Manuel Valls et Jean-Louis Bianco étaient du même parti politique, de la même majorité ! Et pourtant, le torchon brûlait, et là où Jean-Louis Bianco signait des tribunes contre le racisme et l’islamophobie, Manuel Valls quant à lui avait fait de la laïcité son credo.

Mais c’est bien sous le quinquennat Macron que tout s’accélère. L’Observatoire existait toujours jusqu’à aujourd’hui, mais la majorité des politiciens français lui étaient désormais hostiles, des macronistes à l’extrême droite. Ils l’accusaient d’être laxiste et en connivence avec les « ennemis de la République », alors même qu’il était placé directement sous l’autorité du gouvernement. Il ne faut pas s’y tromper : cet « Observatoire » n’était pas un ami du peuple, que les grands politiciens ont voulu museler. Non : Jean-Louis Bianco lui-même a affirmé avoir soutenu le projet de loi « Sécurité globale » et les nombreux autres projets du gouvernement qui ont muselé nos libertés, depuis les Gilets jaunes et l’intégration de l’état d’urgence dans le droit commun. Alors nous revenons à notre question : pourquoi le supprimer ? Et surtout, par quoi le remplacer ? Ce qu’il faut comprendre, c’est que cet « Observatoire » n’est plus adapté pour utiliser la laïcité dans l’offensive réactionnaire du gouvernement sur les minorités. Sous Hollande, il pouvait suffire, mais son existence montrait déjà que la loi sur les Églises est utilisée par l’État français pour ses politiques réactionnaires. Mais sous Macron, avec Gérald Darmanin au ministère de l’Intérieur, qui écrit qu’il faut faire aux musulmans ce que Napoléon a fait aux juifs (un décret surnommé le « décret infâme », qui a fait des juifs des citoyens de seconde zone), la bourgeoisie ne pouvait plus se contenter d’un simple « Observatoire ». Pas après l’assassinat de Samuel Paty : le gouvernement a donc décidé de sortir l’artillerie lourde.

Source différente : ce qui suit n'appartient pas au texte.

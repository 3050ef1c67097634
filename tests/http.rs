#![allow(
	clippy::expect_used,
	clippy::missing_docs_in_private_items,
	clippy::too_many_lines,
	clippy::unwrap_used
)]
use std::sync::Arc;

use axum::{
	body::Body,
	http::{header, Method, Request, StatusCode},
	Router,
};
use ldap_rest::{
	config::MembershipConfig,
	http::{router, AppState},
	InMemoryDirectory, MembershipPolicy,
};
use serde_json::{json, Value};
use tower::ServiceExt;

mod common;

use common::{directory, directory_with, service, BASE};

fn app(directory: &Arc<InMemoryDirectory>) -> Router {
	router(AppState::new(service(directory)))
}

async fn send(app: &Router, method: Method, uri: &str, body: Option<Value>) -> (StatusCode, Value) {
	let request = Request::builder().method(method).uri(uri);
	let request = match body {
		Some(body) => request
			.header(header::CONTENT_TYPE, "application/json")
			.body(Body::from(serde_json::to_vec(&body).unwrap())),
		None => request.body(Body::empty()),
	}
	.unwrap();

	let response = app.clone().oneshot(request).await.unwrap();
	let status = response.status();
	let bytes = axum::body::to_bytes(response.into_body(), usize::MAX).await.unwrap();
	let value =
		if bytes.is_empty() { Value::Null } else { serde_json::from_slice(&bytes).unwrap() };
	(status, value)
}

async fn create_jsmith(app: &Router) {
	let (status, body) = send(
		app,
		Method::POST,
		"/accounts",
		Some(json!({
			"sAMAccountName": "jsmith",
			"cn": "John Smith",
			"title": "Developer",
			"parentPath": "OU=IT",
			"password": "correct horse",
		})),
	)
	.await;
	assert_eq!(status, StatusCode::CREATED, "{body}");
}

#[tokio::test]
async fn health() {
	let directory = directory().await;
	let (status, body) = send(&app(&directory), Method::GET, "/health", None).await;
	assert_eq!(status, StatusCode::OK);
	assert_eq!(body, json!({ "status": "ok" }));

	let probing = router(AppState::new(service(&directory)).with_directory_probe(true));
	let (status, body) = send(&probing, Method::GET, "/health", None).await;
	assert_eq!(status, StatusCode::OK);
	assert_eq!(body["directory"], "reachable");

	directory.set_reachable(false);
	let (status, body) = send(&probing, Method::GET, "/health", None).await;
	assert_eq!(status, StatusCode::SERVICE_UNAVAILABLE);
	assert_eq!(body, json!({ "status": "degraded", "directory": "unreachable" }));

	let (status, _) = send(&app(&directory), Method::GET, "/health", None).await;
	assert_eq!(status, StatusCode::OK, "Liveness does not depend on the directory");
}

#[tokio::test]
async fn account_lifecycle() {
	let directory = directory().await;
	let app = app(&directory);
	create_jsmith(&app).await;

	let (status, body) = send(&app, Method::GET, "/accounts/jsmith", None).await;
	assert_eq!(status, StatusCode::OK);
	assert_eq!(body["distinguishedName"], "CN=John Smith,OU=IT,DC=example,DC=com");
	assert_eq!(body["parentPath"], "OU=IT,DC=example,DC=com");
	assert_eq!(body["attributes"]["title"], "Developer");
	assert_eq!(body["memberOf"], json!([]));
	assert_eq!(body["kind"], "account");
	assert!(body.get("password").is_none());

	let (status, body) = send(
		&app,
		Method::PATCH,
		"/accounts/jsmith",
		Some(json!({ "title": "Lead", "parentPath": "OU=Dev" })),
	)
	.await;
	assert_eq!(status, StatusCode::OK, "{body}");
	assert_eq!(body["parentPath"], "OU=Dev,DC=example,DC=com");
	assert_eq!(body["attributes"]["title"], "Lead");

	let (status, body) = send(&app, Method::GET, "/accounts/jsmith?parentPath=OU%3DIT", None).await;
	assert_eq!(status, StatusCode::NOT_FOUND);
	assert_eq!(body["error"], "not_found");

	let (status, body) = send(&app, Method::DELETE, "/accounts/jsmith", None).await;
	assert_eq!(status, StatusCode::NO_CONTENT);
	assert_eq!(body, Value::Null);
}

#[tokio::test]
async fn listing() {
	let directory = directory().await;
	let app = app(&directory);
	for i in 0..12 {
		let (status, _) = send(
			&app,
			Method::POST,
			"/groups",
			Some(json!({ "cn": format!("group{i:02}"), "description": "team" })),
		)
		.await;
		assert_eq!(status, StatusCode::CREATED);
	}

	let (status, body) = send(&app, Method::GET, "/groups", None).await;
	assert_eq!(status, StatusCode::OK);
	assert_eq!(body["total"], 12);
	assert_eq!(body["limit"], 10);
	assert_eq!(body["pages"], 2);
	assert_eq!(body["items"].as_array().unwrap().len(), 10);
	assert_eq!(body["items"][0]["key"], "group00");

	let (_, body) = send(&app, Method::GET, "/groups?skip=10&limit=5", None).await;
	assert_eq!(body["items"].as_array().unwrap().len(), 2);
	assert_eq!(body["pages"], 3);

	let (_, body) = send(&app, Method::GET, "/groups?search=UP1", None).await;
	assert_eq!(body["total"], 2);

	for query in ["limit=0", "limit=101", "limit=ten", "skip=-1"] {
		let (status, body) = send(&app, Method::GET, &format!("/groups?{query}"), None).await;
		assert_eq!(status, StatusCode::BAD_REQUEST, "{query}");
		assert_eq!(body["error"], "validation_error");
	}
}

#[tokio::test]
async fn error_responses() {
	let directory = directory().await;
	let app = app(&directory);
	create_jsmith(&app).await;

	let (status, body) = send(&app, Method::GET, "/containers/Nope", None).await;
	assert_eq!(status, StatusCode::NOT_FOUND);
	assert_eq!(body["error"], "not_found");
	assert!(body["message"].as_str().unwrap().contains("Nope"));

	let body = json!({ "cn": "No Key", "parentPath": "OU=IT" });
	let (status, body) = send(&app, Method::POST, "/accounts", Some(body)).await;
	assert_eq!(status, StatusCode::BAD_REQUEST);
	assert_eq!(body["error"], "validation_error");

	let (status, body) = send(
		&app,
		Method::POST,
		"/accounts",
		Some(json!({ "sAMAccountName": "jsmith", "cn": "Other", "parentPath": "OU=IT" })),
	)
	.await;
	assert_eq!(status, StatusCode::CONFLICT);
	assert_eq!(body["error"], "conflict");

	let (status, body) = send(&app, Method::DELETE, "/containers/IT", None).await;
	assert_eq!(status, StatusCode::CONFLICT);
	assert_eq!(body["error"], "non_empty_container");

	let (status, body) = send(
		&app,
		Method::PATCH,
		"/accounts/jsmith",
		Some(json!({ "title": "Engineer", "parentPath": "OU=Nope" })),
	)
	.await;
	assert_eq!(status, StatusCode::UNPROCESSABLE_ENTITY);
	assert_eq!(body["error"], "partial_update_failure");
	assert_eq!(body["completed"], json!(["attributes"]));
	assert_eq!(body["failed"], "move");
	assert_eq!(body["cause"], "move_target_invalid");

	let (_, body) = send(&app, Method::GET, "/accounts/jsmith", None).await;
	assert_eq!(body["attributes"]["title"], "Engineer");

	let request = Request::builder()
		.method(Method::POST)
		.uri("/containers")
		.header(header::CONTENT_TYPE, "application/json")
		.body(Body::from("{not json"))
		.unwrap();
	let response = app.clone().oneshot(request).await.unwrap();
	assert_eq!(response.status(), StatusCode::BAD_REQUEST);

	directory.set_reachable(false);
	let (status, body) = send(&app, Method::GET, "/accounts/jsmith", None).await;
	assert_eq!(status, StatusCode::BAD_GATEWAY);
	assert_eq!(body["error"], "transport_error");
}

#[tokio::test]
async fn generic_container_routes() {
	let directory = directory().await;
	let app = app(&directory);

	let body = json!({ "cn": "Users", "description": "Default container for users" });
	let (status, body) = send(&app, Method::POST, "/generic-containers", Some(body)).await;
	assert_eq!(status, StatusCode::CREATED, "{body}");
	assert_eq!(body["distinguishedName"], "CN=Users,DC=example,DC=com");
	assert_eq!(body["kind"], "generic_container");

	let (status, body) = send(&app, Method::GET, "/generic-containers?search=default", None).await;
	assert_eq!(status, StatusCode::OK);
	assert_eq!(body["total"], 1);
	assert_eq!(body["items"][0]["key"], "Users");

	let (_, body) = send(&app, Method::GET, "/containers", None).await;
	assert_eq!(body["total"], 2);

	let (status, _) = send(&app, Method::DELETE, "/generic-containers/Users", None).await;
	assert_eq!(status, StatusCode::NO_CONTENT);
	let (status, body) = send(&app, Method::GET, "/generic-containers/Users", None).await;
	assert_eq!(status, StatusCode::NOT_FOUND);
	assert_eq!(body["error"], "not_found");
}

#[tokio::test]
async fn passwords_over_plain_connections() {
	let directory = directory_with(InMemoryDirectory::new(BASE).with_confidentiality(false)).await;
	let app = app(&directory);

	let (status, body) = send(
		&app,
		Method::POST,
		"/accounts",
		Some(json!({ "sAMAccountName": "anna", "cn": "Anna", "password": "correct horse" })),
	)
	.await;
	assert_eq!(status, StatusCode::PRECONDITION_FAILED);
	assert_eq!(body["error"], "secure_transport_required");
}

#[tokio::test]
async fn membership_routes() {
	let directory = directory().await;
	let membership = MembershipConfig {
		group_route: MembershipPolicy::Strict,
		account_route: MembershipPolicy::Idempotent,
	};
	let app = router(AppState::new(service(&directory)).with_membership(membership));
	create_jsmith(&app).await;
	let (status, _) = send(&app, Method::POST, "/groups", Some(json!({ "cn": "admins" }))).await;
	assert_eq!(status, StatusCode::CREATED);

	let (status, body) = send(&app, Method::POST, "/groups/admins/members/jsmith", None).await;
	assert_eq!(status, StatusCode::OK);
	assert_eq!(body["attributes"]["member"], json!(["CN=John Smith,OU=IT,DC=example,DC=com"]));

	let (status, body) = send(&app, Method::POST, "/groups/admins/members/jsmith", None).await;
	assert_eq!(status, StatusCode::CONFLICT);
	assert_eq!(body["error"], "already_member");

	let (status, body) = send(&app, Method::POST, "/accounts/jsmith/groups/admins", None).await;
	assert_eq!(status, StatusCode::OK);
	assert_eq!(body["memberOf"], json!(["CN=admins,DC=example,DC=com"]));

	let (status, _) = send(&app, Method::DELETE, "/accounts/jsmith/groups/admins", None).await;
	assert_eq!(status, StatusCode::NO_CONTENT);
	let (status, _) = send(&app, Method::DELETE, "/accounts/jsmith/groups/admins", None).await;
	assert_eq!(status, StatusCode::NO_CONTENT);

	let (status, body) = send(&app, Method::DELETE, "/groups/admins/members/jsmith", None).await;
	assert_eq!(status, StatusCode::CONFLICT);
	assert_eq!(body["error"], "not_a_member");

	let (status, body) = send(&app, Method::POST, "/groups/admins/members/nobody", None).await;
	assert_eq!(status, StatusCode::NOT_FOUND);
	assert_eq!(body["error"], "not_found");
}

L’Observatoire, trop mou, impuissant (70 000 € de financement seulement), trop consultatif, trop complaisant, trop libéral finalement, devait être supprimé. Il a soutenu l’offensive réactionnaire de l’État par la laïcité, jusqu’à devenir obsolète, car la politique bourgeoise française est devenue très à cheval sur cette question : des écolos à l’extrême droite, la laïcité est un sujet central, qu’on voit comme un « principe fondateur » à défendre, ou comme une manière facile de justifier des politiques répressives. En 2013, on vivait dans un pays où le RN de Marine Le Pen n’arrivait pas au second tour. Aujourd’hui, en lisant Darmanin sur la laïcité, Le Pen lui dit qu’elle est d’accord avec lui, et Darmanin lui répond qu’elle propose une politique trop molle. Voilà l’état des choses : l’État français avance rapidement dans sa tendance de réactionnarisation, les caractéristiques de la démocratie bourgeoise classique sont petit à petit rognées au nom des « valeurs de la République ».

Pour cela, la laïcité est le parfait cheval de Troie. La bourgeoisie l’érige en superbe principe républicain : elle justifie sa chevauchée réactionnaire par la défense de la laïcité. 2022 arrive, et la laïcité sera probablement un sujet des élections présidentielles. Alors il faut que Macron frappe un grand coup. Voilà pourquoi l’Observatoire a été supprimé. Marlène Schiappa a d’ores et déjà annoncé son remplacement par des « états généraux de la laïcité », et même probablement une administration de la laïcité. Une manière de plus pour le gouvernement de faire de la laïcité une arme pour la réactionnarisation de l’État.